The staining of intracellular antigens is a standard method in flow cytometry but still only occasionally used for immunologic studies in veterinary species. In order to improve information about suitable fixation/permeabilisation protocols in porcine lymphocytes we tested six fixation/permeabilisation variants for the staining of different intracellular antigens: CD79alpha, perforin, interferon-gamma and the cell cycle associated protein Ki-67. For the fixation/permeabilisation procedure, four commercial kits from BD Biosciences, ADG Bio Research, Dako and AbD Serotec were tested in comparison to non-commercial fixation solutions of formaldehyde together with either saponin or Tween-20 for permeabilisation. Perforin and Ki-67 expressing cells were optimally stained only with permeabilisation reagents containing saponin, which includes the BD kit. In contrast, labelling of CD79alpha and IFN-gamma was possible with all investigated fixation/permeabilisation variants; however, here saponin and Tween protocols induced a higher degree of unspecific binding. Also, scatter properties of cells treated with saponin were worse compared to samples prepared with the kits from ADG, Dako and Serotec. Simultaneous staining of cell surface antigens was not negatively affected by any of the fixation/permeabilisation variants. A universal recommendation for a single fixation/permeabilisation strategy could not be deduced from our data but our work provides a useful guideline for optimal staining of common intracellular antigens analyzed in swine lymphocytes.

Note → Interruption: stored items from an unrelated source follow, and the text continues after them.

//! Error types for craftwatch-core

use thiserror::Error;

use crate::auth::AuthError;

/// Result type alias using craftwatch-core's Error
pub type Result<T> = std::result::Result<T, Error>;

/// Errors that can occur in craftwatch-core operations
#[derive(Error, Debug)]
pub enum Error {
    /// HTTP transport error talking to the hosted backend
    #[error("HTTP request failed: {0}")]
    Http(#[from] reqwest::Error),

    /// Serialization error
    #[error("Serialization error: {0}")]
    Json(#[from] serde_json::Error),

    /// Backend rejected the request
    #[error("Backend error: {0}")]
    Api(String),

    /// No active session, or the backend rejected the session
    #[error("You are not signed in. Sign in again to manage your servers.")]
    AuthRequired,

    /// Admin-only operation attempted by a regular account
    #[error("This action requires an admin account")]
    Forbidden,

    /// Record not found
    #[error("Not found: {0}")]
    NotFound(String),

    /// Invalid input
    #[error("Invalid input: {0}")]
    InvalidInput(String),

    /// Invalid client configuration
    #[error("Configuration error: {0}")]
    Config(String),

    /// A reconciliation cycle is already running
    #[error("A refresh is already in progress")]
    CycleInProgress,

    /// The cycle was cancelled before its results could be applied
    #[error("Refresh was cancelled")]
    Cancelled,

    /// Auth collaborator error
    #[error(transparent)]
    Auth(#[from] AuthError),
}

impl Error {
    /// Whether the failure should prompt the user to sign in again.
    #[must_use]
    pub const fn requires_reauthentication(&self) -> bool {
        matches!(self, Self::AuthRequired)
    }
}
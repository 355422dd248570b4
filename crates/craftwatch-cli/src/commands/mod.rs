pub mod admin;
pub mod auth_cmd;
pub mod common;
pub mod completions;
pub mod config;
pub mod probe;
pub mod refresh;
pub mod servers;
pub mod stats;
use craftwatch_core::models::{NewServer, ServerPatch};
use craftwatch_core::ServerStatus;

use crate::commands::common::{
    connect, format_server_lines, resolve_server, server_to_list_item, short_id, ServerListItem,
};
use crate::error::CliError;

pub async fn run_list(as_json: bool, global_profile: Option<&str>) -> Result<(), CliError> {
    let servers = connect(global_profile).await?.servers().list().await?;

    if as_json {
        let items = servers
            .iter()
            .map(server_to_list_item)
            .collect::<Vec<ServerListItem>>();
        println!("{}", serde_json::to_string_pretty(&items)?);
    } else {
        for line in format_server_lines(&servers) {
            println!("{line}");
        }
    }
    Ok(())
}

pub struct AddArgs {
    pub name: String,
    pub ip: Option<String>,
    pub port: Option<u16>,
    pub url: Option<String>,
    pub status: Option<ServerStatus>,
    pub probe: bool,
}

pub async fn run_add(args: AddArgs, global_profile: Option<&str>) -> Result<(), CliError> {
    let backend = connect(global_profile).await?;
    let server = NewServer {
        ip: args.ip,
        port: args.port,
        url: args.url,
        status: args.status.unwrap_or_default(),
        ..NewServer::new(args.name)
    };

    let record = backend.servers().create(server, args.probe).await?;
    println!(
        "Added {} ({}) - {}",
        record.name,
        short_id(record.id.as_str()),
        record.status
    );
    Ok(())
}

pub async fn run_edit(
    id: &str,
    patch: ServerPatch,
    global_profile: Option<&str>,
) -> Result<(), CliError> {
    let backend = connect(global_profile).await?;
    let service = backend.servers();
    let servers = service.list().await?;
    let server = resolve_server(&servers, id)?;

    service.edit(&server.id, patch).await?;
    println!("Updated {}", short_id(server.id.as_str()));
    Ok(())
}

pub async fn run_delete(id: &str, global_profile: Option<&str>) -> Result<(), CliError> {
    let backend = connect(global_profile).await?;
    let service = backend.servers();
    let servers = service.list().await?;
    let server = resolve_server(&servers, id)?;

    service.delete(&server.id).await?;
    println!("Deleted {} ({})", server.name, short_id(server.id.as_str()));
    Ok(())
}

细胞内抗原染色是流式细胞术的一种标准方法,但在兽医物种的免疫学研究中仍只是偶尔使用。为了获取更多关于猪淋巴细胞合适固定/通透方案的信息,我们测试了六种固定/通透变体,用于不同细胞内抗原的染色:CD79α、穿孔素、干扰素-γ和细胞周期相关蛋白Ki-67。对于固定/通透程序,我们测试了BD Biosciences、ADG Bio Research、Dako和AbD Serotec的四种商用试剂盒,并与甲醛非商用固定溶液以及用于通透的皂苷或吐温-20进行了比较。仅使用含皂苷的通透试剂(包括BD试剂盒)能最佳地染色表达穿孔素和Ki-67的细胞。相比之下,所有研究的固定/通透变体都能对CD79α和IFN-γ进行标记;然而,在此情况下,皂苷和吐温方案会诱导更高程度的非特异性结合。此外,与用ADG、Dako和Serotec试剂盒制备的样本相比用皂苷处理的细胞散射特性更差。细胞表面抗原的同时染色不受任何固定/通透变体的负面影响。我们的数据无法得出单一固定/通透策略的通用建议,但我们的工作为猪淋巴细胞中常见细胞内抗原的最佳染色提供了有用的指导方针。